Insight 2: REL is more likely to affect pro-environmental behaviors by relying on religious precepts (i.e., larger R and smaller P) and social enforcements (i.e., larger S and smaller T) from all communities, regardless of their size. In contrast, SEC is more likely to affect pro-environmental behaviors by relying on secular principles and social enforcements from the whole society. In other words, individual feelings are likely to be more important for REL than for SEC, whereas social pressures are likely to be more important for SEC than for REL.

Insight 3: REL in all communities, regardless of their size is more likely to decrease T and increase S (i.e., T < S), by making Fig. 2 depict the relevant dynamics (i.e., a short-run increase in pro-environmental behaviors). In contrast, SEC, with reference to the whole society, is more likely to increase R and decrease P, without significantly affecting T and S, by making Fig. 1 depict the relevant dynamics (i.e., a long-run increase in pro-environmental behaviors).

Note that environmental education and informational campaigns could increase R and decrease P, by enlarging the proportion of non-religious people adopting pro-environmental behaviors. See Zagonari (2020c) for a summary of the empirical literature. In contrast, theological changes and sermons about environmental principles can increase S and decrease T, thereby increasing the proportion of religious people who adopt pro-environmental behaviors.

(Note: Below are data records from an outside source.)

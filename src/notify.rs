use crate::errors::{SettlementError, SettlementResult};
use chrono::{DateTime, Utc};
use rdkafka::config::ClientConfig;
use rdkafka::producer::{FutureProducer, FutureRecord};
use serde::{Deserialize, Serialize};
use std::time::Duration;

/// Outbound notification events.
///
/// Each event is self-contained, named in the past tense, and keyed by
/// user so delivery stays ordered per user. Events are published after
/// the financial mutation commits and are strictly best-effort: a
/// publish failure never unwinds a committed transaction.
#[derive(Debug, Clone, Serialize, Deserialize)]
#[serde(tag = "eventType")]
pub enum SettlementEvent {
    #[serde(rename = "TOPUP_COMPLETED")]
    TopupCompleted {
        user_id: String,
        amount: i64,
        new_balance: i64,
        timestamp: DateTime<Utc>,
    },

    #[serde(rename = "ORDER_CREATED")]
    OrderCreated {
        user_id: String,
        order_id: String,
        total: i64,
        timestamp: DateTime<Utc>,
    },

    #[serde(rename = "ORDER_ARRIVED")]
    OrderArrived {
        user_id: String,
        order_id: String,
        shipping_outstanding: i64,
        timestamp: DateTime<Utc>,
    },

    #[serde(rename = "ORDER_REFUNDED")]
    OrderRefunded {
        user_id: String,
        order_id: String,
        refund_total: i64,
        timestamp: DateTime<Utc>,
    },

    #[serde(rename = "TIER_UPGRADED")]
    TierUpgraded {
        user_id: String,
        tier: String,
        fee_debited: i64,
        timestamp: DateTime<Utc>,
    },

    #[serde(rename = "LOGIN_DISABLED")]
    LoginDisabled {
        user_id: String,
        reason: String,
        timestamp: DateTime<Utc>,
    },
}

impl SettlementEvent {
    pub fn event_type(&self) -> &str {
        match self {
            SettlementEvent::TopupCompleted { .. } => "TOPUP_COMPLETED",
            SettlementEvent::OrderCreated { .. } => "ORDER_CREATED",
            SettlementEvent::OrderArrived { .. } => "ORDER_ARRIVED",
            SettlementEvent::OrderRefunded { .. } => "ORDER_REFUNDED",
            SettlementEvent::TierUpgraded { .. } => "TIER_UPGRADED",
            SettlementEvent::LoginDisabled { .. } => "LOGIN_DISABLED",
        }
    }

    /// Partition key: all events for one user stay ordered.
    pub fn user_id(&self) -> &str {
        match self {
            SettlementEvent::TopupCompleted { user_id, .. }
            | SettlementEvent::OrderCreated { user_id, .. }
            | SettlementEvent::OrderArrived { user_id, .. }
            | SettlementEvent::OrderRefunded { user_id, .. }
            | SettlementEvent::TierUpgraded { user_id, .. }
            | SettlementEvent::LoginDisabled { user_id, .. } => user_id,
        }
    }
}

/// Kafka producer wrapper for outbound notifications.
pub struct Notifier {
    producer: FutureProducer,
    topic: String,
}

impl Notifier {
    pub fn new(brokers: &str, topic: String) -> SettlementResult<Self> {
        let producer: FutureProducer = ClientConfig::new()
            .set("bootstrap.servers", brokers)
            .set("message.timeout.ms", "5000")
            .set("acks", "all")
            .set("enable.idempotence", "true")
            .set("compression.type", "snappy")
            .set("batch.size", "16384")
            .set("linger.ms", "10")
            .create()
            .map_err(|e| SettlementError::Notify(format!("Failed to create producer: {}", e)))?;

        Ok(Self { producer, topic })
    }

    /// Publish after commit, best-effort. Failures are logged and
    /// swallowed; the caller's financial operation already committed and
    /// must still be reported as successful.
    pub async fn publish_best_effort(&self, event: SettlementEvent) {
        if let Err(e) = self.publish(event).await {
            tracing::error!(error = %e, "Notification publish failed (ignored)");
        }
    }

    async fn publish(&self, event: SettlementEvent) -> SettlementResult<()> {
        let key = event.user_id().to_string();
        let payload = serde_json::to_string(&event).map_err(|e| {
            SettlementError::Internal(format!("Failed to serialize event: {}", e))
        })?;

        tracing::debug!(
            event_type = event.event_type(),
            user_id = %key,
            "Publishing notification event"
        );

        let record = FutureRecord::to(&self.topic).key(&key).payload(&payload);

        match self.producer.send(record, Duration::from_secs(5)).await {
            Ok(_) => Ok(()),
            Err((e, _)) => Err(SettlementError::Notify(format!(
                "Failed to publish event: {}",
                e
            ))),
        }
    }
}
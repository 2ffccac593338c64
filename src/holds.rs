use crate::errors::{SettlementError, SettlementResult};
use crate::models::{HoldState, WalletHold};
use chrono::Utc;
use sqlx::{PgPool, Postgres, Transaction};
use uuid::Uuid;

/// Hold store - funds frozen against one order.
///
/// A hold is created FROZEN when the order's funds are debited, and the
/// frozen amount is then split between `amount_converted` (permanently
/// spent) and `amount_released` (credited back) as fulfillment plays
/// out. The guard `amount_converted + amount_released <= amount_total`
/// is enforced in the UPDATE's WHERE clause, so an over-release matches
/// zero rows and leaves no state change.
///
/// Releasing only mutates the hold; the paired REFUND credit is the
/// caller's ledger write in the same transaction.
#[derive(Clone)]
pub struct HoldStore {
    pool: PgPool,
}

impl HoldStore {
    pub fn new(pool: PgPool) -> Self {
        Self { pool }
    }

    /// Create a FROZEN hold. The order id is linked after the order row
    /// exists, inside the same order-creation transaction.
    pub async fn create_in_tx(
        &self,
        tx: &mut Transaction<'_, Postgres>,
        user_id: &str,
        amount_total: i64,
    ) -> SettlementResult<WalletHold> {
        if amount_total <= 0 {
            return Err(SettlementError::Validation(
                "Hold amount must be positive".to_string(),
            ));
        }

        let hold_id = Uuid::new_v4().to_string();
        let now = Utc::now();

        let hold = sqlx::query_as::<_, WalletHold>(
            r#"
            INSERT INTO wallet_holds
                (id, user_id, order_id, state, amount_total, amount_converted,
                 amount_released, created_at, updated_at)
            VALUES ($1, $2, NULL, 'FROZEN', $3, 0, 0, $4, $4)
            RETURNING id, user_id, order_id, state, amount_total, amount_converted,
                      amount_released, created_at, updated_at
            "#,
        )
        .bind(&hold_id)
        .bind(user_id)
        .bind(amount_total)
        .bind(now)
        .fetch_one(&mut **tx)
        .await?;

        Ok(hold)
    }

    pub async fn link_order_in_tx(
        &self,
        tx: &mut Transaction<'_, Postgres>,
        hold_id: &str,
        order_id: &str,
    ) -> SettlementResult<()> {
        let rows = sqlx::query(
            r#"
            UPDATE wallet_holds
            SET order_id = $2, updated_at = $3
            WHERE id = $1 AND order_id IS NULL
            "#,
        )
        .bind(hold_id)
        .bind(order_id)
        .bind(Utc::now())
        .execute(&mut **tx)
        .await?
        .rows_affected();

        if rows == 0 {
            return Err(SettlementError::Conflict);
        }

        Ok(())
    }

    pub async fn find_by_id(&self, hold_id: &str) -> SettlementResult<WalletHold> {
        sqlx::query_as::<_, WalletHold>(
            r#"
            SELECT id, user_id, order_id, state, amount_total, amount_converted,
                   amount_released, created_at, updated_at
            FROM wallet_holds
            WHERE id = $1
            "#,
        )
        .bind(hold_id)
        .fetch_optional(&self.pool)
        .await?
        .ok_or_else(|| SettlementError::NotFound(format!("hold {}", hold_id)))
    }

    /// Convert frozen funds into a permanent charge. The money was
    /// already debited at freeze time, so no balance movement happens
    /// here. Exhausting the hold settles it as CONVERTED.
    pub async fn convert_in_tx(
        &self,
        tx: &mut Transaction<'_, Postgres>,
        hold_id: &str,
        amount: i64,
    ) -> SettlementResult<WalletHold> {
        self.apply_in_tx(tx, hold_id, amount, HoldOp::Convert).await
    }

    /// Return frozen funds to the wallet. Exhausting the hold settles it
    /// as RELEASED. The caller must pair this with a REFUND ledger
    /// credit in the same transaction.
    pub async fn release_in_tx(
        &self,
        tx: &mut Transaction<'_, Postgres>,
        hold_id: &str,
        amount: i64,
    ) -> SettlementResult<WalletHold> {
        self.apply_in_tx(tx, hold_id, amount, HoldOp::Release).await
    }

    async fn apply_in_tx(
        &self,
        tx: &mut Transaction<'_, Postgres>,
        hold_id: &str,
        amount: i64,
        op: HoldOp,
    ) -> SettlementResult<WalletHold> {
        if amount <= 0 {
            return Err(SettlementError::Validation(
                "Hold transition amount must be positive".to_string(),
            ));
        }

        // Guard and terminal-state computation happen in one statement:
        // the WHERE clause rejects over-allocation, the CASE settles the
        // state according to which column exhausted the total.
        let sql = match op {
            HoldOp::Convert => {
                r#"
                UPDATE wallet_holds
                SET amount_converted = amount_converted + $2,
                    state = CASE
                        WHEN amount_converted + $2 + amount_released = amount_total
                        THEN 'CONVERTED' ELSE 'FROZEN'
                    END,
                    updated_at = $3
                WHERE id = $1
                  AND state = 'FROZEN'
                  AND amount_converted + amount_released + $2 <= amount_total
                RETURNING id, user_id, order_id, state, amount_total, amount_converted,
                          amount_released, created_at, updated_at
                "#
            }
            HoldOp::Release => {
                r#"
                UPDATE wallet_holds
                SET amount_released = amount_released + $2,
                    state = CASE
                        WHEN amount_released + $2 + amount_converted = amount_total
                        THEN 'RELEASED' ELSE 'FROZEN'
                    END,
                    updated_at = $3
                WHERE id = $1
                  AND state = 'FROZEN'
                  AND amount_converted + amount_released + $2 <= amount_total
                RETURNING id, user_id, order_id, state, amount_total, amount_converted,
                          amount_released, created_at, updated_at
                "#
            }
        };

        let hold = sqlx::query_as::<_, WalletHold>(sql)
            .bind(hold_id)
            .bind(amount)
            .bind(Utc::now())
            .fetch_optional(&mut **tx)
            .await?;

        match hold {
            Some(hold) => Ok(hold),
            None => {
                // Distinguish a missing hold from an over-release.
                let existing = sqlx::query_as::<_, WalletHold>(
                    r#"
                    SELECT id, user_id, order_id, state, amount_total, amount_converted,
                           amount_released, created_at, updated_at
                    FROM wallet_holds
                    WHERE id = $1
                    "#,
                )
                .bind(hold_id)
                .fetch_optional(&mut **tx)
                .await?;

                match existing {
                    Some(h) if h.state != HoldState::Frozen => {
                        Err(SettlementError::InvalidTransition(format!(
                            "hold {} is {}, not FROZEN",
                            hold_id, h.state
                        )))
                    }
                    Some(h) => Err(SettlementError::OverRelease {
                        hold_id: hold_id.to_string(),
                        requested: amount,
                        available: h.outstanding(),
                    }),
                    None => Err(SettlementError::NotFound(format!("hold {}", hold_id))),
                }
            }
        }
    }
}

#[derive(Clone, Copy)]
enum HoldOp {
    Convert,
    Release,
}
pub mod catalog;
pub mod config;
pub mod errors;
pub mod handlers;
pub mod holds;
pub mod ledger;
pub mod membership;
pub mod models;
pub mod notify;
pub mod orders;
pub mod shipping;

See Zagonari (2020a) for a summary of the empirical literature.

In summary, REL is likely to be statically feasible (i.e., there are sets of parameter values such that movement towards equilibrium is represented by pro-environmental behaviors), with impacts on levels of a(t) (i.e., ∂a(t)/∂t). In contrast, SEC is likely to be dynamically feasible (i.e., there are sets of parameter values such that the stable equilibrium is represented by pro-environmental behaviors), with impacts on trends of a(t) (i.e., a2). Since some individuals will not adopt a pro-environmental behavior at the end if SEC prevail, whereas everybody will adopt a pro-environmental behavior at the end if REL prevail, then REL > SEC in terms of overall feasibility. However, REL and SEC might not be statically or dynamically reliable (i.e., there are weak relationships between ethical precepts or principles and the movement towards a stable equilibrium represented by pro-environmental behaviors). In the first sub-section of Results, I will test for static and dynamic reliability at a national level for some REL and SEC based on the three insights introduced in this section.

The panel data

In this section, I will focus on the household determinants of some environmental behaviors (i.e., household waste management (WM), organic food purchases (OF), and household energy conservation (EC) for local sustainability; the ecological footprint (EF) for global sustainability) based on empirically observed values at a national level to depict the individual and social determinants of pro-environmental behaviors from the theoretical perspective defined in the previous section (i.e., P, R, S, and T). To do so, I will link the REL to the characteristics of majority and minority religions (Zagonari, 2020a), and I will consider SEC in terms of reciprocity and concerns for current and future environments (Zagonari, 2019a). Here, I defined the world’s majority and minority religions as religions that are based on one or more canonical texts shared by all sects of that religion and that function as the majority religion (i.e., >50% of the citizens) in at least one country and in no countries, respectively. Specifically (Zagonari, 2020c), the determinants of household waste management suggest a need for the following data at a national level: income, education, concern for the environment, age, occupation, and religion. The determinants of organic food purchases suggest a need for the following data at a national level: income and concern for the environment. The determinants of household energy conservation suggest a need for the following data at a national level: income, education, concern for the environment, and age. However, to facilitate comparisons between statistical estimates, I will use the same determinants for all three behaviors (WM, OF, EC), as well as for the individual overall use of Earth’s resources as measured by EF.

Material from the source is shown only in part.